Het komt vele keren terug in het gesprek met Peter De Bock: hij is gedreven en en kennis en overleg zijn belangrijk voor hem. Hij neemt geen ondoordachte beslissingen of keuzes die meer vanuit het buikgevoel zouden komen. Hij gaat wel rationeel om met kansen en middelen, hoewel niemand de prijzen en de marktevoluties in een glazen bol ziet.

Peter is zich bewust van de groeiende maatschappelijke rol die hij speelt. “We zetten ook in op verduurzaming, vergroening en ook op verbreding. We hebben een rol in de maatschappij te vervullen en die neem ik graag op. Dat gebeurt onder meer door het ontvangen van klassen. Dat vraagt wat inspanning, maar je krijgt er heel veel voor terug. Zelfs kinderen die van het platteland komen, hebben grote nood om te zien wat er juist op een landbouwbedrijf gebeurt. Die kennis neemt jaar na jaar af.”

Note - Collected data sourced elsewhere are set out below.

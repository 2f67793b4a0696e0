//! Choice field widgets for PDF forms.
//!
//! Implements choice fields per ISO 32000-1:2008 Section 12.7.4.4:
//! - Combo boxes (dropdown lists, `COMBO` flag set)
//! - List boxes (scrollable lists, `COMBO` flag clear)
//!
//! # Example
//!
//! ```
//! use pdf_forge::writer::form_fields::{ComboBoxWidget, ListBoxWidget};
//! use pdf_forge::geometry::Rect;
//!
//! let country = ComboBoxWidget::new("country", Rect::new(72.0, 700.0, 150.0, 20.0))
//!     .with_options(vec!["USA", "Canada", "UK"])
//!     .with_value("USA");
//!
//! let interests = ListBoxWidget::new("interests", Rect::new(72.0, 600.0, 150.0, 80.0))
//!     .with_options(vec!["Sports", "Music", "Art", "Technology"])
//!     .multi_select();
//! assert!(interests.is_multi_select());
//! ```

use super::{
    default_appearance, field_dict, validate_style, ChoiceFieldFlags, FormFieldWidget,
    WidgetStyle,
};
use crate::error::{Error, Result};
use crate::geometry::Rect;
use crate::object::{Dict, Object, ObjectRef};
use crate::writer::object_serializer::ObjectSerializer;

/// A choice option with display text and export value.
#[derive(Debug, Clone, PartialEq)]
pub struct ChoiceOption {
    /// Display text shown to user
    pub display: String,
    /// Export value (may differ from display)
    pub export: String,
}

impl ChoiceOption {
    /// Create a new option where display and export are the same.
    pub fn new(value: impl Into<String>) -> Self {
        let v = value.into();
        Self {
            display: v.clone(),
            export: v,
        }
    }

    /// Create a new option with different display and export values.
    pub fn new_with_export(display: impl Into<String>, export: impl Into<String>) -> Self {
        Self {
            display: display.into(),
            export: export.into(),
        }
    }

    /// `/Opt` entry: a string, or `[export display]` when they differ.
    fn to_object(&self) -> Object {
        if self.display == self.export {
            ObjectSerializer::string(&self.display)
        } else {
            Object::Array(vec![
                ObjectSerializer::string(&self.export),
                ObjectSerializer::string(&self.display),
            ])
        }
    }
}

/// State shared by combo and list boxes.
#[derive(Debug, Clone)]
struct ChoiceBase {
    name: String,
    rect: Rect,
    options: Vec<ChoiceOption>,
    flags: ChoiceFieldFlags,
    font_name: String,
    font_size: f32,
    text_color: (f32, f32, f32),
    style: WidgetStyle,
}

impl ChoiceBase {
    fn new(name: String, rect: Rect, flags: ChoiceFieldFlags) -> Self {
        Self {
            name,
            rect,
            options: Vec::new(),
            flags,
            font_name: "Helv".to_string(),
            font_size: 12.0,
            text_color: (0.0, 0.0, 0.0),
            style: WidgetStyle::default(),
        }
    }

    /// `/FT /T /Ff /Opt /DA`; values are added by the caller.
    fn field_dict(&self) -> Dict {
        let mut dict = field_dict("Ch", &self.name, self.flags.bits());
        let options = self.options.iter().map(ChoiceOption::to_object).collect();
        dict.insert("Opt".to_string(), Object::Array(options));
        dict.insert(
            "DA".to_string(),
            default_appearance(&self.font_name, self.font_size, self.text_color),
        );
        dict
    }

    fn has_export(&self, value: &str) -> bool {
        self.options.iter().any(|o| o.export == value)
    }

    fn check_value(&self, value: &str, editable: bool) -> Result<()> {
        if editable || self.has_export(value) {
            Ok(())
        } else {
            Err(Error::invalid_document(format!(
                "choice field '{}' value '{}' is not one of its options",
                self.name, value
            )))
        }
    }
}

/// A combo box (dropdown) field widget.
///
/// Editable combo boxes accept values outside the option list.
#[derive(Debug, Clone)]
pub struct ComboBoxWidget {
    base: ChoiceBase,
    value: Option<String>,
    default_value: Option<String>,
}

impl ComboBoxWidget {
    /// Create a new combo box.
    pub fn new(name: impl Into<String>, rect: Rect) -> Self {
        Self {
            base: ChoiceBase::new(name.into(), rect, ChoiceFieldFlags::COMBO),
            value: None,
            default_value: None,
        }
    }

    /// Add options from strings (display = export).
    pub fn with_options(mut self, options: Vec<impl Into<String>>) -> Self {
        self.base.options = options.into_iter().map(ChoiceOption::new).collect();
        self
    }

    /// Add options with display/export pairs.
    pub fn with_choice_options(mut self, options: Vec<ChoiceOption>) -> Self {
        self.base.options = options;
        self
    }

    /// Set the current value.
    pub fn with_value(mut self, value: impl Into<String>) -> Self {
        self.value = Some(value.into());
        self
    }

    /// Set the default value.
    pub fn with_default_value(mut self, value: impl Into<String>) -> Self {
        self.default_value = Some(value.into());
        self
    }

    /// Make the combo box editable (user can type custom value).
    pub fn editable(mut self) -> Self {
        self.base.flags |= ChoiceFieldFlags::EDIT;
        self
    }

    /// Sort options alphabetically.
    pub fn sorted(mut self) -> Self {
        self.base.flags |= ChoiceFieldFlags::SORT;
        self
    }

    /// Make the field required.
    pub fn required(mut self) -> Self {
        self.base.flags |= ChoiceFieldFlags::REQUIRED;
        self
    }

    /// Set font.
    pub fn with_font(mut self, name: impl Into<String>, size: f32) -> Self {
        self.base.font_name = name.into();
        self.base.font_size = size;
        self
    }

    /// Replace border, background and tooltip.
    pub fn with_style(mut self, style: WidgetStyle) -> Self {
        self.base.style = style;
        self
    }

    /// Options in display order.
    pub fn options(&self) -> &[ChoiceOption] {
        &self.base.options
    }
}

impl FormFieldWidget for ComboBoxWidget {
    fn field_name(&self) -> &str {
        &self.base.name
    }

    fn rect(&self) -> Rect {
        self.base.rect
    }

    fn field_type(&self) -> &'static str {
        "Ch"
    }

    fn field_flags(&self) -> u32 {
        self.base.flags.bits()
    }

    fn build_field_dict(&self) -> Dict {
        let mut dict = self.base.field_dict();
        if let Some(ref value) = self.value {
            dict.insert("V".to_string(), ObjectSerializer::string(value));
        }
        if let Some(ref dv) = self.default_value {
            dict.insert("DV".to_string(), ObjectSerializer::string(dv));
        }
        dict
    }

    fn build_widget_dict(&self, page_ref: ObjectRef) -> Dict {
        self.base.style.widget_dict(&self.base.rect, page_ref, None)
    }

    fn validate_value(&self) -> Result<()> {
        if !self.base.flags.contains(ChoiceFieldFlags::COMBO) {
            return Err(Error::invalid_document(format!(
                "combo box '{}' lacks the combo flag",
                self.base.name
            )));
        }
        let editable = self.base.flags.contains(ChoiceFieldFlags::EDIT);
        for value in self.value.iter().chain(&self.default_value) {
            self.base.check_value(value, editable)?;
        }
        validate_style(&self.base.name, &self.base.style)
    }
}

/// A list box field widget.
///
/// List boxes allow single or, with `multi_select`, multiple selections.
#[derive(Debug, Clone)]
pub struct ListBoxWidget {
    base: ChoiceBase,
    values: Vec<String>,
    top_index: Option<u32>,
}

impl ListBoxWidget {
    /// Create a new list box.
    pub fn new(name: impl Into<String>, rect: Rect) -> Self {
        Self {
            base: ChoiceBase::new(name.into(), rect, ChoiceFieldFlags::empty()),
            values: Vec::new(),
            top_index: None,
        }
    }

    /// Add options from strings.
    pub fn with_options(mut self, options: Vec<impl Into<String>>) -> Self {
        self.base.options = options.into_iter().map(ChoiceOption::new).collect();
        self
    }

    /// Add options with display/export pairs.
    pub fn with_choice_options(mut self, options: Vec<ChoiceOption>) -> Self {
        self.base.options = options;
        self
    }

    /// Set the selected value (single selection).
    pub fn with_value(mut self, value: impl Into<String>) -> Self {
        self.values = vec![value.into()];
        self
    }

    /// Set selected values (multiple selection).
    pub fn with_values(mut self, values: Vec<impl Into<String>>) -> Self {
        self.values = values.into_iter().map(Into::into).collect();
        self
    }

    /// Enable multiple selection.
    pub fn multi_select(mut self) -> Self {
        self.base.flags |= ChoiceFieldFlags::MULTI_SELECT;
        self
    }

    /// Make the field required.
    pub fn required(mut self) -> Self {
        self.base.flags |= ChoiceFieldFlags::REQUIRED;
        self
    }

    /// Set the top visible item index.
    pub fn with_top_index(mut self, index: u32) -> Self {
        self.top_index = Some(index);
        self
    }

    /// Replace border, background and tooltip.
    pub fn with_style(mut self, style: WidgetStyle) -> Self {
        self.base.style = style;
        self
    }

    /// Whether several options may be selected.
    pub fn is_multi_select(&self) -> bool {
        self.base.flags.contains(ChoiceFieldFlags::MULTI_SELECT)
    }
}

impl FormFieldWidget for ListBoxWidget {
    fn field_name(&self) -> &str {
        &self.base.name
    }

    fn rect(&self) -> Rect {
        self.base.rect
    }

    fn field_type(&self) -> &'static str {
        "Ch"
    }

    fn field_flags(&self) -> u32 {
        self.base.flags.bits()
    }

    fn build_field_dict(&self) -> Dict {
        let mut dict = self.base.field_dict();
        match self.values.as_slice() {
            [] => {},
            [single] => {
                dict.insert("V".to_string(), ObjectSerializer::string(single));
            },
            many => {
                let values = many.iter().map(|v| ObjectSerializer::string(v)).collect();
                dict.insert("V".to_string(), Object::Array(values));
            },
        }
        if let Some(ti) = self.top_index {
            dict.insert("TI".to_string(), Object::Integer(ti as i64));
        }
        dict
    }

    fn build_widget_dict(&self, page_ref: ObjectRef) -> Dict {
        self.base.style.widget_dict(&self.base.rect, page_ref, None)
    }

    fn validate_value(&self) -> Result<()> {
        if self.base.flags.contains(ChoiceFieldFlags::COMBO) {
            return Err(Error::invalid_document(format!(
                "list box '{}' carries the combo flag",
                self.base.name
            )));
        }
        if self.values.len() > 1 && !self.is_multi_select() {
            return Err(Error::invalid_document(format!(
                "list box '{}' has {} selections without multi-select",
                self.base.name,
                self.values.len()
            )));
        }
        for value in &self.values {
            self.base.check_value(value, false)?;
        }
        if let Some(ti) = self.top_index {
            if ti as usize >= self.base.options.len() {
                return Err(Error::invalid_document(format!(
                    "list box '{}' top index {} is past its options",
                    self.base.name, ti
                )));
            }
        }
        validate_style(&self.base.name, &self.base.style)
    }
}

Dat zorgt uiteraard bij een opgroeiende generatie ook voor minder begrip én voor een mindere band, die zo nodig is om als consument bewuster te kunnen kiezen bij de aankoop van voeding.

Bintje, dé frietpatat

Naast de grondstoffen voor het ruw- voeder zet Peter ook in op aardappelen. Deze teelt heeft hij heel goed onder de knie heeft en hij boekt er mooie resultaten mee. En dat is hierr niet zo eenvoudig, want als grensboer bewerk je hier gronden met verschillende bodemstructuren.

“Van de 25 ha aardappelen zijn er 7 ha vroege aardappelen. Ook daarin zijn we niet van plan om uit te breiden. Drie vierde is Bintje, de rest Fontane. Voor de thuisverkoop en de verse friet is er niets beter dan het ras Bintje, hoewel dat ras heel sterk aan populariteit moet inboeten. Maar de prijzen van goede Bintjes liggen nu hoger dan die van Fontane of Challenger. Men wil ze wel, die Bintjes, maar ik heb de indruk – en dat bewijzen ook de areaalcijfers – dat de teler ze minder wilt.”

Peter investeerde in verwerking en verpakking van die aardappelen: voor de aardappelautomaat, en voor de restaurants en frituren die verlekkerd zijn op zijn Bintjes. “80% van de aardappelen wordt afgezet op de vrije markt, 20% via contracten. Als liberaal ben ik uiteraard voorstander van die vrije markt. Ik ben ervan overtuigd dat ook in de aardappelsector verder wordt geprofessionaliseerd”, geeft hij nog mee. Zelf verder investeren is gezien de situatie waarin de landbouw verkeert, niet direct aan de orde.